A FEW ANECDOTES DON’T WARRANT A FIRM CONCLUSION, but it seems fair to speculate that something meaningful is happening, perhaps not to the average millennial or to Gen Z youth, but to a significant number of people. Many who can afford it want to work from home at least a few days a week, but they also want to live in a dense urban environment with coffeehouses and high-end restaurants a short walk from their front door. They can have both of those goods if they choose to.

That still isn’t a blessing for much of the retail sector. The Stanford economist Nicholas Bloom, who spends much of his time studying this situation, reports that the most common preference of office workers is to operate from home three days a week and to come to the office the other two, often Tuesdays and Thursdays. He also believes this happens to be the schedule that currently works best for employee productivity. Bloom posits that the share of Americans working at home, which was less than 5 percent before COVID-19 and rose to as much as 50 percent in some places in the early pandemic months, will eventually settle down at around 20 percent. If you run a downtown business, that’s a little better.

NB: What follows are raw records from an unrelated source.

// ---------------------------------------------------------------------------
// Draft normalization
// ---------------------------------------------------------------------------

/// Turn an LLM draft into a `ready` plan with deterministic ids.
pub fn build_plan(
    id: String,
    goal: &str,
    draft: PlanDraft,
    inputs: Map<String, Value>,
) -> Result<Plan, PlannerError> {
    if draft.tasks.is_empty() {
        return Err(PlannerError::InvalidPlan("plan has no tasks".to_string()));
    }

    let names: Vec<String> = draft.tasks.iter().map(|t| t.name.clone()).collect();
    let tasks: Vec<Task> = draft
        .tasks
        .into_iter()
        .enumerate()
        .map(|(i, task)| build_task(i, task, &names))
        .collect();

    let now = Utc::now();
    let mut plan = Plan {
        id,
        goal: if draft.goal.trim().is_empty() {
            goal.to_string()
        } else {
            draft.goal
        },
        summary: draft.summary,
        status: PlanStatus::Ready,
        tasks,
        total_steps: 0,
        completed_steps: 0,
        inputs,
        created_at: now,
        updated_at: now,
    };
    status::refresh_progress(&mut plan);
    Ok(plan)
}

fn task_id(index: usize) -> String {
    format!("task_{}", index + 1)
}

fn build_task(index: usize, draft: TaskDraft, names: &[String]) -> Task {
    let id = task_id(index);
    let dependencies = resolve_dependencies(index, &draft.dependencies, names);
    let steps = draft
        .steps
        .into_iter()
        .enumerate()
        .map(|(j, step)| PlanStep {
            id: format!("step_{}_{}", index + 1, j + 1),
            action: step.action,
            description: step.description,
            tool: step.tool.filter(|t| !t.trim().is_empty()),
            parameters: step.parameters,
            status: WorkStatus::Planned,
            started_at: None,
            completed_at: None,
            output: None,
            error: None,
        })
        .collect();

    Task {
        name: if draft.name.trim().is_empty() {
            id.clone()
        } else {
            draft.name
        },
        id,
        description: draft.description,
        priority: draft.priority,
        dependencies,
        tools: draft.tools,
        steps,
        status: WorkStatus::Planned,
        started_at: None,
        completed_at: None,
        outputs: Map::new(),
    }
}

/// Resolve draft dependency references to task ids.
///
/// A reference may be a task id (`task_2`), a 1-based index (`2`), or a task
/// name (case-insensitive). Self references and unknown references are
/// dropped.
fn resolve_dependencies(index: usize, refs: &[String], names: &[String]) -> Vec<String> {
    let mut resolved = BTreeSet::new();
    for reference in refs {
        let reference = reference.trim();
        let target = (0..names.len())
            .find(|&i| task_id(i) == reference)
            .or_else(|| {
                reference
                    .parse::<usize>()
                    .ok()
                    .filter(|n| (1..=names.len()).contains(n))
                    .map(|n| n - 1)
            })
            .or_else(|| {
                names
                    .iter()
                    .position(|name| name.trim().eq_ignore_ascii_case(reference))
            });

        match target {
            Some(target) if target != index => {
                resolved.insert(target);
            }
            _ => tracing::warn!(
                task = %task_id(index),
                dependency = reference,
                "dropping unresolvable task dependency"
            ),
        }
    }
    resolved.into_iter().map(task_id).collect()
}

// ---------------------------------------------------------------------------
// Tests
// ---------------------------------------------------------------------------

#[cfg(test)]
mod tests {
    use super::*;
    use crate::llm::generator::Generator;
    use crate::storage::plan_store::InMemoryPlanStore;
    use serde_json::json;
    use std::sync::Mutex;
    use stepwise_types::llm::GeneratorError;

    const PLAN_TEXT: &str = r#"Sure! Here is the plan:
```json
{
  "goal": "Weather report",
  "summary": "Fetch then write",
  "tasks": [
    { "name": "Collect", "priority": 1, "tools": ["fetch"],
      "steps": [ { "action": "fetch forecast", "tool": "fetch",
                   "parameters": { "url": "https://wx.example/{{city}}" } } ] },
    { "name": "Write", "dependencies": ["collect", "Write", "Ghost"],
      "steps": [ { "action": "compose", "tool": "sequential-thinking" },
                 { "action": "review" } ] }
  ]
}
```
Good luck."#;

    /// Returns canned text; optionally supports structured output.
    struct ScriptedGenerator {
        text: String,
        structured: Option<Value>,
        structured_calls: Mutex<u32>,
    }

    impl Generator for ScriptedGenerator {
        fn name(&self) -> &str {
            "scripted"
        }

        async fn generate(&self, _request: &GenerationRequest) -> Result<String, GeneratorError> {
            Ok(self.text.clone())
        }

        async fn generate_structured(
            &self,
            request: &StructuredRequest,
        ) -> Result<Value, GeneratorError> {
            *self.structured_calls.lock().unwrap() += 1;
            assert_eq!(request.schema_name, "plan");
            self.structured
                .clone()
                .ok_or_else(|| GeneratorError::Unsupported("structured output".into()))
        }
    }

    fn planner(text: &str, structured: Option<Value>) -> Planner<InMemoryPlanStore> {
        let generator = BoxGenerator::new(ScriptedGenerator {
            text: text.to_string(),
            structured,
            structured_calls: Mutex::new(0),
        });
        Planner::new(generator, Arc::new(InMemoryPlanStore::new()), Vec::new())
    }

    #[tokio::test]
    async fn test_create_plan_falls_back_to_extraction() {
        let planner = planner(PLAN_TEXT, None);
        let plan = planner
            .create_plan("Weather report for Paris", Map::new())
            .await
            .unwrap();

        assert_eq!(plan.status, PlanStatus::Ready);
        assert_eq!(plan.goal, "Weather report");
        assert_eq!(plan.total_steps, 3);
        assert_eq!(plan.completed_steps, 0);
        assert_eq!(plan.tasks[0].id, "task_1");
        assert_eq!(plan.tasks[0].priority, "1");
        assert_eq!(plan.tasks[1].steps[1].id, "step_2_2");
        assert_eq!(plan.tasks[1].steps[1].tool, None);
        assert_eq!(plan.tasks[1].dependencies, vec!["task_1"]);
        assert!(plan.steps().all(|s| s.status == WorkStatus::Planned));

        let stored = planner.load_plan(&plan.id).await.unwrap();
        assert_eq!(stored, plan);
    }

    #[tokio::test]
    async fn test_create_plan_uses_structured_output() {
        let structured = json!({
            "goal": "",
            "summary": "s",
            "tasks": [ { "name": "Only", "steps": [ { "action": "a" } ] } ]
        });
        let planner = planner("not json at all", Some(structured));
        let plan = planner.create_plan("Do it", Map::new()).await.unwrap();
        assert_eq!(plan.goal, "Do it");
        assert_eq!(plan.tasks.len(), 1);
    }

    #[tokio::test]
    async fn test_create_plan_rejects_empty() {
        let planner = planner(r#"{"goal":"x","tasks":[]}"#, None);
        let err = planner.create_plan("x", Map::new()).await.unwrap_err();
        assert!(matches!(err, PlannerError::InvalidPlan(_)));

        let err = planner.create_plan("   ", Map::new()).await.unwrap_err();
        assert!(matches!(err, PlannerError::InvalidPlan(_)));

        let planner = self::planner("no plan here", None);
        let err = planner.create_plan("x", Map::new()).await.unwrap_err();
        assert!(matches!(err, PlannerError::Extraction(_)));
    }

    #[test]
    fn test_dependency_resolution_forms() {
        let names = vec!["Collect".to_string(), "Analyze".to_string(), "Report".to_string()];
        let refs = vec![
            "task_1".to_string(),
            "2".to_string(),
            "REPORT".to_string(),
            "9".to_string(),
        ];
        assert_eq!(resolve_dependencies(2, &refs, &names), vec!["task_1", "task_2"]);
    }

    #[tokio::test]
    async fn test_status_updates_persist_and_recount() {
        let planner = planner(PLAN_TEXT, None);
        let plan = planner.create_plan("w", Map::new()).await.unwrap();

        let plan = planner
            .update_task_status(&plan.id, "task_1", WorkStatus::InProgress)
            .await
            .unwrap();
        assert_eq!(plan.status, PlanStatus::Executing);
        assert!(plan.tasks[0].started_at.is_some());

        let plan = planner
            .update_step_status(
                &plan.id,
                "task_1",
                "step_1_1",
                WorkStatus::Completed,
                Some(json!({ "temp": 21 })),
                None,
            )
            .await
            .unwrap();
        assert_eq!(plan.completed_steps, 1);
        assert_eq!(plan.tasks[0].outputs["step_1_1"], json!({ "temp": 21 }));

        let tracking = planner.tracking(&plan.id).await.unwrap();
        assert_eq!(tracking.completed_steps, 1);
        assert_eq!(tracking.status, PlanStatus::Executing);

        let err = planner
            .update_step_status(&plan.id, "task_1", "step_9_9", WorkStatus::Failed, None, None)
            .await
            .unwrap_err();
        assert!(matches!(err, PlannerError::StepNotFound { .. }));
        let err = planner
            .update_task_status(&plan.id, "task_7", WorkStatus::Failed)
            .await
            .unwrap_err();
        assert!(matches!(err, PlannerError::TaskNotFound { .. }));
    }

    #[tokio::test]
    async fn test_step_update_records_output_on_step_and_task() {
        let planner = planner(PLAN_TEXT, None);
        let plan = planner.create_plan("w", Map::new()).await.unwrap();

        let plan = planner
            .update_step_status(
                &plan.id,
                "task_2",
                "step_2_1",
                WorkStatus::Completed,
                Some(json!("draft text")),
                Some("slow model".to_string()),
            )
            .await
            .unwrap();
        let step = &plan.tasks[1].steps[0];
        assert_eq!(step.output, Some(json!("draft text")));
        assert_eq!(step.error.as_deref(), Some("slow model"));
        assert!(step.completed_at.is_some());
        assert_eq!(plan.tasks[1].outputs["step_2_1"], json!("draft text"));

        // A later update without output keeps what was recorded.
        let plan = planner
            .update_step_status(&plan.id, "task_2", "step_2_1", WorkStatus::Completed, None, None)
            .await
            .unwrap();
        assert_eq!(plan.tasks[1].steps[0].output, Some(json!("draft text")));

        let stored = planner.load_plan(&plan.id).await.unwrap();
        assert_eq!(stored.tasks[1].outputs["step_2_1"], json!("draft text"));
    }

    #[tokio::test]
    async fn test_list_and_delete() {
        let planner = planner(PLAN_TEXT, None);
        let a = planner.create_plan("a", Map::new()).await.unwrap();
        let b = planner.create_plan("b", Map::new()).await.unwrap();
        let listed: Vec<String> = planner
            .list_plans()
            .await
            .unwrap()
            .into_iter()
            .map(|p| p.id)
            .collect();
        assert_eq!(listed.len(), 2);
        assert!(listed.contains(&a.id) && listed.contains(&b.id));

        planner.delete_plan(&a.id).await.unwrap();
        assert!(matches!(
            planner.load_plan(&a.id).await,
            Err(PlannerError::Store(_))
        ));
    }
}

But with the exception of Starbucks, fine dining restaurants and a few boutique shopping destinations, it will leave a hole in the downtown world. A café that used to depend on lunch traffic will have a hard time surviving on a pattern of offices occupied only three days a week. This is the picture that downtown businesses and urban planners are most likely to confront in the near future.

The most obvious answer is the conversion of massive amounts of office space into residential status. Washington, D.C., has one of the most ambitious plans. Mayor Muriel Bowser has declared a goal of creating 15,000 new downtown residences by 2028, converting 7 million square feet of offices. As an incentive, she is proposing 20 years of reduced taxes for developers, provided they make 15 percent of their units affordable and give 35 percent of the construction jobs to local contractors and workers.

This will be difficult. Most modern office buildings are notoriously hard to convert, with open floor plans that cannot be easily changed into apartments. Developers are already pushing back against the 35 percent threshold for contracting jobs. A quarter of the office space in downtown D.C. is owned by the federal government; that’s another issue that has to be dealt with.

Still, it’s hard not to conclude that Muriel Bowser and other similarly minded mayors have history on their side. That history tells us that when big-city downtowns stop serving one purpose, they do not self-destruct. They evolve to serve another one. The most likely scenario is that despite all the obstacles, we will see the evolution continue.